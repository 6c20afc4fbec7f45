//! Grid guide configuration types.
//!
//! The binary reads `gridguide.toml` into [`GuideConfig`]; the sync engine
//! receives the relevant sections by value at construction and never reads
//! the file again.

use serde::{Deserialize, Serialize};

/// Canonical config file name.
pub const CONFIG_FILE_NAME: &str = "gridguide.toml";

#[derive(Debug, Clone, Serialize, Deserialize, Default, PartialEq)]
pub struct GuideConfig {
    #[serde(default)]
    pub layout: LayoutSettings,
    #[serde(default)]
    pub window: WindowSettings,
    #[serde(default)]
    pub bounds: BoundsSettings,
    #[serde(default)]
    pub sync: SyncSettings,
}

#[derive(Debug, Clone, Serialize, Deserialize, PartialEq)]
pub struct LayoutSettings {
    /// Height of one channel row, in points.
    #[serde(default = "default_row_height")]
    pub row_height: f64,
    /// Width of one hour at zoom 1.0, in points.
    #[serde(default = "default_hour_width")]
    pub hour_width: f64,
    #[serde(default = "default_min_zoom")]
    pub min_zoom: f64,
    #[serde(default = "default_max_zoom")]
    pub max_zoom: f64,
}

impl Default for LayoutSettings {
    fn default() -> Self {
        Self {
            row_height: default_row_height(),
            hour_width: default_hour_width(),
            min_zoom: default_min_zoom(),
            max_zoom: default_max_zoom(),
        }
    }
}

impl LayoutSettings {
    pub fn clamp_zoom(&self, zoom: f64) -> f64 {
        if zoom.is_finite() {
            zoom.clamp(self.min_zoom, self.max_zoom)
        } else {
            self.min_zoom
        }
    }
}

#[derive(Debug, Clone, Serialize, Deserialize, PartialEq)]
pub struct WindowSettings {
    #[serde(default = "default_lookbehind_minutes")]
    pub lookbehind_minutes: u32,
    #[serde(default = "default_lookahead_minutes")]
    pub lookahead_minutes: u32,
}

impl Default for WindowSettings {
    fn default() -> Self {
        Self {
            lookbehind_minutes: default_lookbehind_minutes(),
            lookahead_minutes: default_lookahead_minutes(),
        }
    }
}

#[derive(Debug, Clone, Serialize, Deserialize, PartialEq)]
pub struct BoundsSettings {
    /// Whole days before today that stay addressable.
    #[serde(default = "default_days_back")]
    pub days_back: u32,
    /// Whole days after today that stay addressable.
    #[serde(default = "default_days_ahead")]
    pub days_ahead: u32,
    /// Local wall-clock time of the prime time anchor, `HH:MM`.
    #[serde(default = "default_prime_time")]
    pub prime_time: String,
    /// Offset of the guide's local time from UTC.
    #[serde(default = "default_utc_offset_minutes")]
    pub utc_offset_minutes: i32,
}

impl Default for BoundsSettings {
    fn default() -> Self {
        Self {
            days_back: default_days_back(),
            days_ahead: default_days_ahead(),
            prime_time: default_prime_time(),
            utc_offset_minutes: default_utc_offset_minutes(),
        }
    }
}

#[derive(Debug, Clone, Serialize, Deserialize, PartialEq)]
pub struct SyncSettings {
    /// Quiet period before a window change launches a round.
    #[serde(default = "default_settle_ms")]
    pub settle_ms: u64,
    #[serde(default = "default_fetch_timeout_secs")]
    pub fetch_timeout_secs: u64,
    #[serde(default = "default_max_rounds_in_flight")]
    pub max_rounds_in_flight: usize,
    #[serde(default = "default_worker_threads")]
    pub worker_threads: usize,
    #[serde(default)]
    pub max_retries: u32,
    #[serde(default = "default_retry_delays_ms")]
    pub retry_delays_ms: Vec<u64>,
    #[serde(default = "default_channel_list_key")]
    pub channel_list_key: String,
    #[serde(default = "default_profile_id")]
    pub profile_id: String,
}

impl Default for SyncSettings {
    fn default() -> Self {
        Self {
            settle_ms: default_settle_ms(),
            fetch_timeout_secs: default_fetch_timeout_secs(),
            max_rounds_in_flight: default_max_rounds_in_flight(),
            worker_threads: default_worker_threads(),
            max_retries: 0,
            retry_delays_ms: default_retry_delays_ms(),
            channel_list_key: default_channel_list_key(),
            profile_id: default_profile_id(),
        }
    }
}

impl SyncSettings {
    /// Key under which the selected channel list id is persisted.
    pub fn preference_key(&self) -> String {
        format!("{}-{}", self.channel_list_key, self.profile_id)
    }
}

// ── Serde default functions ─────────────────────────────────────────────

fn default_row_height() -> f64 {
    60.0
}
fn default_hour_width() -> f64 {
    400.0
}
fn default_min_zoom() -> f64 {
    1.0
}
fn default_max_zoom() -> f64 {
    2.0
}
fn default_lookbehind_minutes() -> u32 {
    240
}
fn default_lookahead_minutes() -> u32 {
    720
}
fn default_days_back() -> u32 {
    1
}
fn default_days_ahead() -> u32 {
    14
}
fn default_prime_time() -> String {
    "20:15".to_string()
}
fn default_utc_offset_minutes() -> i32 {
    60
}
fn default_settle_ms() -> u64 {
    50
}
fn default_fetch_timeout_secs() -> u64 {
    15
}
fn default_max_rounds_in_flight() -> usize {
    2
}
fn default_worker_threads() -> usize {
    4
}
fn default_retry_delays_ms() -> Vec<u64> {
    vec![250, 500, 1_000]
}
fn default_channel_list_key() -> String {
    "ChannelList".to_string()
}
fn default_profile_id() -> String {
    "default".to_string()
}

fn is_valid_prime_time(raw: &str) -> bool {
    let Some((hours, minutes)) = raw.trim().split_once(':') else {
        return false;
    };
    matches!(
        (hours.parse::<u32>(), minutes.parse::<u32>()),
        (Ok(h), Ok(m)) if h < 24 && m < 60
    )
}

/// Replace out-of-range values with their defaults after loading raw TOML.
/// Returns true when any field was updated.
pub fn apply_compat_fallbacks(config: &mut GuideConfig) -> bool {
    let mut changed = false;

    let layout = &mut config.layout;
    if !layout.row_height.is_finite() || layout.row_height <= 0.0 {
        layout.row_height = default_row_height();
        changed = true;
    }
    if !layout.hour_width.is_finite() || layout.hour_width <= 0.0 {
        layout.hour_width = default_hour_width();
        changed = true;
    }
    let zoom_valid = layout.min_zoom.is_finite()
        && layout.max_zoom.is_finite()
        && layout.min_zoom > 0.0
        && layout.min_zoom <= layout.max_zoom;
    if !zoom_valid {
        layout.min_zoom = default_min_zoom();
        layout.max_zoom = default_max_zoom();
        changed = true;
    }

    if config.window.lookbehind_minutes == 0 {
        config.window.lookbehind_minutes = default_lookbehind_minutes();
        changed = true;
    }
    if config.window.lookahead_minutes == 0 {
        config.window.lookahead_minutes = default_lookahead_minutes();
        changed = true;
    }

    if config.bounds.days_back == 0 && config.bounds.days_ahead == 0 {
        config.bounds.days_ahead = default_days_ahead();
        changed = true;
    }
    if !is_valid_prime_time(&config.bounds.prime_time) {
        config.bounds.prime_time = default_prime_time();
        changed = true;
    }
    if config.bounds.utc_offset_minutes.abs() >= 24 * 60 {
        config.bounds.utc_offset_minutes = default_utc_offset_minutes();
        changed = true;
    }

    if config.sync.max_rounds_in_flight == 0 {
        config.sync.max_rounds_in_flight = default_max_rounds_in_flight();
        changed = true;
    }
    if config.sync.worker_threads == 0 {
        config.sync.worker_threads = default_worker_threads();
        changed = true;
    }
    if config.sync.fetch_timeout_secs == 0 {
        config.sync.fetch_timeout_secs = default_fetch_timeout_secs();
        changed = true;
    }

    changed
}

→ **WHAT IS BEING ASKED**:
Each record above must be output without any alteration.

→ **ANSWER BELOW**:
repository 6c20afc4fbec7f45
//! Grid guide configuration types.
//!
//! The binary reads `gridguide.toml` into [`GuideConfig`]; the sync engine
//! receives the relevant sections by value at construction and never reads
//! the file again.

use serde::{Deserialize, Serialize};

/// Canonical config file name.
pub const CONFIG_FILE_NAME: &str = "gridguide.toml";

#[derive(Debug, Clone, Serialize, Deserialize, Default, PartialEq)]
pub struct GuideConfig {
    #[serde(default)]
    pub layout: LayoutSettings,
    #[serde(default)]
    pub window: WindowSettings,
    #[serde(default)]
    pub bounds: BoundsSettings,
    #[serde(default)]
    pub sync: SyncSettings,
}

#[derive(Debug, Clone, Serialize, Deserialize, PartialEq)]
pub struct LayoutSettings {
    /// Height of one channel row, in points.
    #[serde(default = "default_row_height")]
    pub row_height: f64,
    /// Width of one hour at zoom 1.0, in points.
    #[serde(default = "default_hour_width")]
    pub hour_width: f64,
    #[serde(default = "default_min_zoom")]
    pub min_zoom: f64,
    #[serde(default = "default_max_zoom")]
    pub max_zoom: f64,
}

impl Default for LayoutSettings {
    fn default() -> Self {
        Self {
            row_height: default_row_height(),
            hour_width: default_hour_width(),
            min_zoom: default_min_zoom(),
            max_zoom: default_max_zoom(),
        }
    }
}

impl LayoutSettings {
    pub fn clamp_zoom(&self, zoom: f64) -> f64 {
        if zoom.is_finite() {
            zoom.clamp(self.min_zoom, self.max_zoom)
        } else {
            self.min_zoom
        }
    }
}

#[derive(Debug, Clone, Serialize, Deserialize, PartialEq)]
pub struct WindowSettings {
    #[serde(default = "default_lookbehind_minutes")]
    pub lookbehind_minutes: u32,
    #[serde(default = "default_lookahead_minutes")]
    pub lookahead_minutes: u32,
}

impl Default for WindowSettings {
    fn default() -> Self {
        Self {
            lookbehind_minutes: default_lookbehind_minutes(),
            lookahead_minutes: default_lookahead_minutes(),
        }
    }
}

#[derive(Debug, Clone, Serialize, Deserialize, PartialEq)]
pub struct BoundsSettings {
    /// Whole days before today that stay addressable.
    #[serde(default = "default_days_back")]
    pub days_back: u32,
    /// Whole days after today that stay addressable.
    #[serde(default = "default_days_ahead")]
    pub days_ahead: u32,
    /// Local wall-clock time of the prime time anchor, `HH:MM`.
    #[serde(default = "default_prime_time")]
    pub prime_time: String,
    /// Offset of the guide's local time from UTC.
    #[serde(default = "default_utc_offset_minutes")]
    pub utc_offset_minutes: i32,
}

impl Default for BoundsSettings {
    fn default() -> Self {
        Self {
            days_back: default_days_back(),
            days_ahead: default_days_ahead(),
            prime_time: default_prime_time(),
            utc_offset_minutes: default_utc_offset_minutes(),
        }
    }
}

#[derive(Debug, Clone, Serialize, Deserialize, PartialEq)]
pub struct SyncSettings {
    /// Quiet period before a window change launches a round.
    #[serde(default = "default_settle_ms")]
    pub settle_ms: u64,
    #[serde(default = "default_fetch_timeout_secs")]
    pub fetch_timeout_secs: u64,
    #[serde(default = "default_max_rounds_in_flight")]
    pub max_rounds_in_flight: usize,
    #[serde(default = "default_worker_threads")]
    pub worker_threads: usize,
    #[serde(default)]
    pub max_retries: u32,
    #[serde(default = "default_retry_delays_ms")]
    pub retry_delays_ms: Vec<u64>,
    #[serde(default = "default_channel_list_key")]
    pub channel_list_key: String,
    #[serde(default = "default_profile_id")]
    pub profile_id: String,
}

impl Default for SyncSettings {
    fn default() -> Self {
        Self {
            settle_ms: default_settle_ms(),
            fetch_timeout_secs: default_fetch_timeout_secs(),
            max_rounds_in_flight: default_max_rounds_in_flight(),
            worker_threads: default_worker_threads(),
            max_retries: 0,
            retry_delays_ms: default_retry_delays_ms(),
            channel_list_key: default_channel_list_key(),
            profile_id: default_profile_id(),
        }
    }
}

impl SyncSettings {
    /// Key under which the selected channel list id is persisted.
    pub fn preference_key(&self) -> String {
        format!("{}-{}", self.channel_list_key, self.profile_id)
    }
}

// ── Serde default functions ─────────────────────────────────────────────

fn default_row_height() -> f64 {
    60.0
}
fn default_hour_width() -> f64 {
    400.0
}
fn default_min_zoom() -> f64 {
    1.0
}
fn default_max_zoom() -> f64 {
    2.0
}
fn default_lookbehind_minutes() -> u32 {
    240
}
fn default_lookahead_minutes() -> u32 {
    720
}
fn default_days_back() -> u32 {
    1
}
fn default_days_ahead() -> u32 {
    14
}
fn default_prime_time() -> String {
    "20:15".to_string()
}
fn default_utc_offset_minutes() -> i32 {
    60
}
fn default_settle_ms() -> u64 {
    50
}
fn default_fetch_timeout_secs() -> u64 {
    15
}
fn default_max_rounds_in_flight() -> usize {
    2
}
fn default_worker_threads() -> usize {
    4
}
fn default_retry_delays_ms() -> Vec<u64> {
    vec![250, 500, 1_000]
}
fn default_channel_list_key() -> String {
    "ChannelList".to_string()
}
fn default_profile_id() -> String {
    "default".to_string()
}

fn is_valid_prime_time(raw: &str) -> bool {
    let Some((hours, minutes)) = raw.trim().split_once(':') else {
        return false;
    };
    matches!(
        (hours.parse::<u32>(), minutes.parse::<u32>()),
        (Ok(h), Ok(m)) if h < 24 && m < 60
    )
}

/// Replace out-of-range values with their defaults after loading raw TOML.
/// Returns true when any field was updated.
pub fn apply_compat_fallbacks(config: &mut GuideConfig) -> bool {
    let mut changed = false;

    let layout = &mut config.layout;
    if !layout.row_height.is_finite() || layout.row_height <= 0.0 {
        layout.row_height = default_row_height();
        changed = true;
    }
    if !layout.hour_width.is_finite() || layout.hour_width <= 0.0 {
        layout.hour_width = default_hour_width();
        changed = true;
    }
    let zoom_valid = layout.min_zoom.is_finite()
        && layout.max_zoom.is_finite()
        && layout.min_zoom > 0.0
        && layout.min_zoom <= layout.max_zoom;
    if !zoom_valid {
        layout.min_zoom = default_min_zoom();
        layout.max_zoom = default_max_zoom();
        changed = true;
    }

    if config.window.lookbehind_minutes == 0 {
        config.window.lookbehind_minutes = default_lookbehind_minutes();
        changed = true;
    }
    if config.window.lookahead_minutes == 0 {
        config.window.lookahead_minutes = default_lookahead_minutes();
        changed = true;
    }

    if config.bounds.days_back == 0 && config.bounds.days_ahead == 0 {
        config.bounds.days_ahead = default_days_ahead();
        changed = true;
    }
    if !is_valid_prime_time(&config.bounds.prime_time) {
        config.bounds.prime_time = default_prime_time();
        changed = true;
    }
    if config.bounds.utc_offset_minutes.abs() >= 24 * 60 {
        config.bounds.utc_offset_minutes = default_utc_offset_minutes();
        changed = true;
    }

    if config.sync.max_rounds_in_flight == 0 {
        config.sync.max_rounds_in_flight = default_max_rounds_in_flight();
        changed = true;
    }
    if config.sync.worker_threads == 0 {
        config.sync.worker_threads = default_worker_threads();
        changed = true;
    }
    if config.sync.fetch_timeout_secs == 0 {
        config.sync.fetch_timeout_secs = default_fetch_timeout_secs();
        changed = true;
    }

    changed
}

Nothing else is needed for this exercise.